Os presidentes das turmas serão os mais antigos entre os ministros que as compuserem, por um período de dois anos,
- A)sendo vedado aos demais ministros recusarem a Presidência.
Errada, porque não há vedação absoluta de recusa: o Regimento admite a recusa em momento específico.
- B)sendo facultado aos demais ministros recusarem a Presidência, desde que o façam antes da proclamação de sua escolha.
Certa, pois traduz a regra regimental do TST sobre a escolha do presidente da Turma e o prazo para eventual recusa.
- C)sendo facultado aos demais ministros recusarem a Presidência, desde que o façam antes da publicação da escolha em diário oficial.
Errada, porque a recusa não depende da publicação em diário oficial, mas do momento da proclamação da escolha.
- D)sendo facultado aos demais ministros recusarem a Presidência, desde que o façam antes do ato formal de nomeação do escolhido.
Errada, pois não existe essa vinculação ao ato formal de nomeação do escolhido nessa hipótese.
- E)sendo facultado aos demais ministros recusarem a Presidência, desde que o façam antes da efetiva posse no cargo.
Errada, porque a recusa não fica condicionada à posse, e sim a um momento anterior definido pelo Regimento.
Gabarito: B
No TST, as Turmas funcionam com uma lógica bem parecida com a de outros órgãos colegiados: a presidência recai sobre o ministro mais antigo entre os que as compõem, e o mandato é de dois anos.
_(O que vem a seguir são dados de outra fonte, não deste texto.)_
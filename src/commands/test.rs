//! Implementation of the test command.
//!
//! Registers a one-shot alarm a few minutes out, in its own namespace so daily
//! rescheduling never touches it. It plays whatever a regular prayer would play
//! right now, which makes it the quickest way to check the audio chain.

use anyhow::{Context, Result};

use super::AppContext;
use crate::prayer::PrayerClass;

/// Handle `salatr test [minutes]`.
pub fn handle_test_command(delay_minutes: i64, debug_enabled: bool) -> Result<()> {
    log_version!();

    let ctx = AppContext::load()?;
    let resolution = ctx
        .resolver
        .resolve(PrayerClass::Regular, &ctx.voices.active_selection());
    if debug_enabled {
        log_pipe!();
        log_debug!(
            "Test audio from {}: {}",
            resolution.step.as_str(),
            resolution.audio
        );
    }

    let scheduler = ctx.scheduler();
    let alarm = scheduler
        .schedule_one_shot_alarm(delay_minutes, Some(resolution.audio))
        .context("Failed to schedule the test alarm")?;

    let local = alarm.firing_instant.with_timezone(&chrono::Local);
    log_block_start!("Test alarm set for {}", local.format("%H:%M:%S"));
    log_indented!("Id: {}", alarm.id);
    log_indented!(
        "{} test alarm(s) pending",
        scheduler.pending_test_alarms().len()
    );
    if crate::io::lock::running_daemon_pid(ctx.state_dir()).is_none() {
        log_warning!("No 'salatr run' process is active, so nothing will fire it");
        log_indented!("Start one, or fire it by hand: salatr fire {}", alarm.id);
    }
    log_end!();
    Ok(())
}

/// Display help for the test command
pub fn display_help() {
    log_version!();
    log_block_start!("test - Schedule a test alarm");
    log_block_start!("Usage: salatr test [minutes]");
    log_block_start!("Arguments:");
    log_indented!("[minutes]  Delay before the alarm fires (default: 1, 0 = next poll)");
    log_block_start!("Description:");
    log_indented!("Registers a one-shot alarm that plays the current regular-prayer");
    log_indented!("voice. Test alarms are separate from the daily schedule: 'salatr");
    log_indented!("schedule' and 'salatr cancel' leave them alone.");
    log_block_start!("Examples:");
    log_indented!("salatr test");
    log_indented!("salatr test 5");
    log_end!();
}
A ideia é dar estabilidade e evitar disputa desnecessária por cargo interno, quase um rodízio com regra de antiguidade. Isso aparece no Regimento Interno do TST, nas normas sobre a organização das Turmas. O ponto-chave da questão está na possibilidade de recusa. O Regimento prevê que os demais ministros podem recusar a Presidência, mas só se manifestarem isso antes da proclamação da escolha. Ou seja, enquanto a escolha ainda não foi formalmente proclamada, ainda existe espaço para recusa. Depois disso, a escolha se consolida. Por isso o gabarito é a letra B. Ela reproduz exatamente a regra regimental: presidência pelo mais antigo, por dois anos, com faculdade de recusa pelos demais ministros até o momento da proclamação da escolha. Em prova CESPE/CEBRASPE, esse tipo de detalhe temporal costuma ser a casca de banana favorita.